Era prevista per questa mattina e puntualmente è arrivata: Alessia Pifferi, la mamma accusata di aver lasciato morire di stenti Diana, la figlia di 18 mesi, lasciandola a casa da sola per sei giorni è stata condannata all’ergastolo. La donna era accusata di omicidio volontario aggravato dalla premeditazione, dai motivi abietti e futili e dalla relazione parentale con la vittima.
No alla premeditazione
La corte ha accolto le richieste del pubblico ministero Francesco De Tommasi. Si tratta della sentenza di primo grado di giudizio e rispetto alla complessità delle accuse non le è stata riconosciuta la premeditazione, ma sono state ammesse tutte le altre aggravanti. Il giudice ha anche stabilito due anni di sorveglianza speciale e 50mila euro di risarcimenti provvisionali alla nonna della piccola Diana e 20mila alla sorella, costituite come parte civile.
Cambiare capo d’accusa
Quando i giudici hanno letto la sentenza, Alessia Pifferi è rimasta impassibile. Ha rivolto solo uno sguardo al suo avvocato difensore, Alessia Pontenani, che inutilmente ha tentato di far cambiare il capo d’accusa da omicidio in abbandono di minore.
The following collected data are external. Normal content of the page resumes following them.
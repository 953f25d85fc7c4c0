//! Written-mediation result generation and mediator replies.

use chrono::Utc;
use rand::rngs::StdRng;
use rand::seq::SliceRandom;
use rand::{Rng, SeedableRng};
use uuid::Uuid;

use mendit_types::chat::ChatMessage;
use mendit_types::mediation::MediationResult;
use mendit_types::person::Person;

use super::templates;
use super::topic::conflict_topic;

/// Reply used before any participant has said anything.
pub const OPENING_PROMPT: &str =
    "I'm here to help facilitate this conversation. Please share your thoughts.";

/// Number of misunderstandings / shared themes kept per result.
const THEME_LIMIT: usize = 3;

/// Produces mediation content from template banks.
///
/// Generic over the random source so tests can seed it.
#[derive(Debug, Clone)]
pub struct MediationGenerator<R: Rng = StdRng> {
    rng: R,
}

impl MediationGenerator<StdRng> {
    /// Generator seeded from OS entropy.
    pub fn from_entropy() -> Self {
        Self::new(StdRng::from_entropy())
    }

    /// Generator with a fixed seed (reproducible output).
    pub fn seeded(seed: u64) -> Self {
        Self::new(StdRng::seed_from_u64(seed))
    }
}

impl<R: Rng> MediationGenerator<R> {
    pub fn new(rng: R) -> Self {
        Self { rng }
    }

    /// Access the random source (shared with session simulation).
    pub fn rng_mut(&mut self) -> &mut R {
        &mut self.rng
    }

    /// Conflict topic for one statement; see [`conflict_topic`].
    pub fn conflict_topic(&mut self, statement: &str) -> &'static str {
        conflict_topic(statement, &mut self.rng)
    }

    /// Build a mediation result for a written conflict description.
    ///
    /// Never fails: unknown tones and relationships fall back to the
    /// compassionate / `other` banks.
    #[tracing::instrument(name = "generate_mediation", skip(self, persons), fields(people = persons.len()))]
    pub fn generate_result(
        &mut self,
        persons: Vec<Person>,
        relationship: &str,
        tone: &str,
    ) -> MediationResult {
        let openers = templates::summary_templates(tone);
        let summaries = persons
            .iter()
            .enumerate()
            .map(|(index, person)| {
                let opener = openers[index % openers.len()];
                let topic = self.conflict_topic(&person.statement);
                format!("{} {} {}.", person.display_name(index), opener, topic)
            })
            .collect();

        let misunderstandings = take_themes(templates::misunderstandings(relationship));
        let shared_themes = take_themes(templates::shared_themes(relationship));
        let peace_plan = templates::peace_plan(tone, relationship);

        let mut result = MediationResult::new(
            Uuid::now_v7().to_string(),
            Utc::now(),
            relationship,
            tone,
        );
        result.persons = Some(persons);
        result.summaries = Some(summaries);
        result.misunderstandings = Some(misunderstandings);
        result.shared_themes = Some(shared_themes);
        result.peace_plan = Some(peace_plan.to_string());

        tracing::debug!(id = %result.id, "Mediation result generated");
        result
    }

    /// Mediator reply for a live session.
    ///
    /// Only the presence of user messages is considered; their content does
    /// not influence the reply.
    pub fn ai_response(&mut self, messages: &[ChatMessage], tone: &str) -> String {
        if !messages.iter().any(ChatMessage::is_user) {
            return OPENING_PROMPT.to_string();
        }

        templates::ai_responses(tone)
            .choose(&mut self.rng)
            .copied()
            .unwrap_or(OPENING_PROMPT)
            .to_string()
    }
}

fn take_themes(bank: &[&str]) -> Vec<String> {
    bank.iter().take(THEME_LIMIT).map(|s| s.to_string()).collect()
}
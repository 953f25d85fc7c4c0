use mendit_types::quiz::QuizAnswer;

/// One selectable answer.
#[derive(Debug, Clone, Copy, PartialEq, Eq)]
pub struct QuizOption {
    pub text: &'static str,
    pub answer: QuizAnswer,
}

#[derive(Debug, Clone, Copy, PartialEq, Eq)]
pub struct QuizQuestion {
    pub id: u8,
    pub question: &'static str,
    pub options: [QuizOption; 4],
}

const fn option(text: &'static str, answer: QuizAnswer) -> QuizOption {
    QuizOption { text, answer }
}

/// The fixed five-question quiz. Options are always listed direct,
/// harmonizer, collaborator, avoider.
pub const QUESTIONS: [QuizQuestion; 5] = [
    QuizQuestion {
        id: 1,
        question: "When conflict arises, I typically...",
        options: [
            option("Address it head-on immediately", QuizAnswer::Direct),
            option("Take time to understand all perspectives", QuizAnswer::Harmonizer),
            option("Try to find a compromise", QuizAnswer::Collaborator),
            option("Avoid confrontation when possible", QuizAnswer::Avoider),
        ],
    },
    QuizQuestion {
        id: 2,
        question: "In heated discussions, I prefer communication that is...",
        options: [
            option("Clear and straightforward", QuizAnswer::Direct),
            option("Gentle and understanding", QuizAnswer::Harmonizer),
            option("Solution-focused", QuizAnswer::Collaborator),
            option("Calm and measured", QuizAnswer::Avoider),
        ],
    },
    QuizQuestion {
        id: 3,
        question: "My main goal in resolving conflict is to...",
        options: [
            option("Get to the truth quickly", QuizAnswer::Direct),
            option("Preserve relationships", QuizAnswer::Harmonizer),
            option("Find the best solution for everyone", QuizAnswer::Collaborator),
            option("Maintain peace and stability", QuizAnswer::Avoider),
        ],
    },
    QuizQuestion {
        id: 4,
        question: "When emotions run high, I...",
        options: [
            option("Push through to resolve things", QuizAnswer::Direct),
            option("Focus on emotional healing first", QuizAnswer::Harmonizer),
            option("Channel emotions into problem-solving", QuizAnswer::Collaborator),
            option("Give everyone space to cool down", QuizAnswer::Avoider),
        ],
    },
    QuizQuestion {
        id: 5,
        question: "I feel most comfortable when mediation is...",
        options: [
            option("Efficient and to the point", QuizAnswer::Direct),
            option("Warm and supportive", QuizAnswer::Harmonizer),
            option("Structured and fair", QuizAnswer::Collaborator),
            option("Gentle and non-confrontational", QuizAnswer::Avoider),
        ],
    },
];

#[cfg(test)]
mod tests {
    use super::*;

    #[test]
    fn test_every_question_offers_each_answer_once() {
        for question in &QUESTIONS {
            let answers: Vec<QuizAnswer> = question.options.iter().map(|o| o.answer).collect();
            assert_eq!(answers, QuizAnswer::ALL.to_vec(), "question {}", question.id);
        }
    }
}
//! Conflict-style quiz: question bank, scoring, step-wise session and the
//! persisted result.

pub mod questions;
pub mod resolve;
pub mod session;
pub mod store;

pub use questions::{QUESTIONS, QuizOption, QuizQuestion};
pub use resolve::{resolve_style, style_for};
pub use session::{QuizSession, QuizStep};
pub use store::StyleStore;
//! Tracing subscriber initialization with structured logging and optional
//! OpenTelemetry trace export.
//!
//! # Usage
//!
//! ```no_run
//! use mendit_observe::tracing_setup::{TracingOptions, init_tracing};
//!
//! // Warnings and errors only, human-readable
//! init_tracing(&TracingOptions::default()).unwrap();
//! ```
//!
//! Logs always go to stderr so command output on stdout stays clean.

use opentelemetry::trace::TracerProvider as _;
use opentelemetry_sdk::trace::SdkTracerProvider;
use tracing_subscriber::EnvFilter;
use tracing_subscriber::fmt::format::FmtSpan;
use tracing_subscriber::layer::SubscriberExt;
use tracing_subscriber::util::SubscriberInitExt;

use std::sync::OnceLock;

/// Service name reported to OpenTelemetry.
const SERVICE_NAME: &str = "mendit";

/// Stores the OTel tracer provider so it can be shut down cleanly on exit.
static TRACER_PROVIDER: OnceLock<SdkTracerProvider> = OnceLock::new();

/// How the subscriber should be built.
#[derive(Debug, Clone)]
pub struct TracingOptions {
    /// Filter used when `RUST_LOG` is not set (e.g. `"warn"`, `"mendit_core=debug"`).
    pub default_filter: String,
    /// Emit newline-delimited JSON instead of human-readable lines.
    pub json: bool,
    /// Bridge spans to OpenTelemetry with a stdout exporter.
    pub otel: bool,
}

impl Default for TracingOptions {
    fn default() -> Self {
        Self {
            default_filter: "warn".to_string(),
            json: false,
            otel: false,
        }
    }
}

impl TracingOptions {
    /// Filter level derived from `-v` count and `--quiet`.
    pub fn from_verbosity(verbose: u8, quiet: bool) -> Self {
        let level = match (quiet, verbose) {
            (true, _) => "error",
            (false, 0) => "warn",
            (false, 1) => "info",
            (false, 2) => "debug",
            (false, _) => "trace",
        };
        Self {
            default_filter: level.to_string(),
            ..Self::default()
        }
    }
}

/// Initialize the global tracing subscriber.
///
/// - Installs a structured `fmt` layer on stderr, plain or JSON.
/// - When `otel` is set, additionally bridges tracing spans to
///   OpenTelemetry using a stdout exporter.
/// - Respects `RUST_LOG`, falling back to `default_filter`.
///
/// # Errors
///
/// Returns an error if the global subscriber has already been set or the
/// filter directive does not parse.
pub fn init_tracing(options: &TracingOptions) -> Result<(), Box<dyn std::error::Error>> {
    let env_filter = match EnvFilter::try_from_default_env() {
        Ok(filter) => filter,
        Err(_) => EnvFilter::try_new(&options.default_filter)?,
    };

    let plain_layer = (!options.json).then(|| {
        tracing_subscriber::fmt::layer()
            .with_writer(std::io::stderr)
            .with_target(true)
            .with_span_events(FmtSpan::CLOSE)
    });
    let json_layer = options.json.then(|| {
        tracing_subscriber::fmt::layer()
            .json()
            .with_writer(std::io::stderr)
            .with_span_events(FmtSpan::CLOSE)
    });

    let otel_layer = if options.otel {
        let provider = SdkTracerProvider::builder()
            .with_simple_exporter(opentelemetry_stdout::SpanExporter::default())
            .build();
        let tracer = provider.tracer(SERVICE_NAME);

        // Store the provider for shutdown and register it globally.
        let _ = TRACER_PROVIDER.set(provider.clone());
        opentelemetry::global::set_tracer_provider(provider);

        Some(tracing_opentelemetry::layer().with_tracer(tracer))
    } else {
        None
    };

    tracing_subscriber::registry()
        .with(env_filter)
        .with(plain_layer)
        .with(json_layer)
        .with(otel_layer)
        .try_init()?;

    Ok(())
}

/// Flush pending traces and shut down the OpenTelemetry tracer provider.
///
/// No-op when OTel was not enabled.
pub fn shutdown_tracing() {
    if let Some(provider) = TRACER_PROVIDER.get() {
        if let Err(e) = provider.shutdown() {
            eprintln!("Warning: OTel tracer provider shutdown error: {e}");
        }
    }
}

#[cfg(test)]
mod tests {
    use super::*;

    #[test]
    fn verbosity_maps_to_filter() {
        assert_eq!(TracingOptions::from_verbosity(0, false).default_filter, "warn");
        assert_eq!(TracingOptions::from_verbosity(1, false).default_filter, "info");
        assert_eq!(TracingOptions::from_verbosity(2, false).default_filter, "debug");
        assert_eq!(TracingOptions::from_verbosity(5, false).default_filter, "trace");
        assert_eq!(TracingOptions::from_verbosity(3, true).default_filter, "error");
    }

    #[test]
    fn shutdown_without_otel_is_noop() {
        shutdown_tracing();
    }
}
Affermando che la donna l’avrebbe commesso più volte: quando andava al supermercato senza la bambina, quando trascorreva il weekend lontana da casa, quando ha consumato una cena in limousine.
Pensa solo a divertirsi
Tutto inutile. La corte ha dato ragione al pm De Tommasi che l’aveva definita come “una che pensa solo a divertirsi”. La donna, da due anni, è rinchiusa nel carcere di San Vittore, dove ha denunciato di aver subito delle violenze psicologiche subite dalle altre detenute che l’accolgono con un: “Buongiorno assassina”.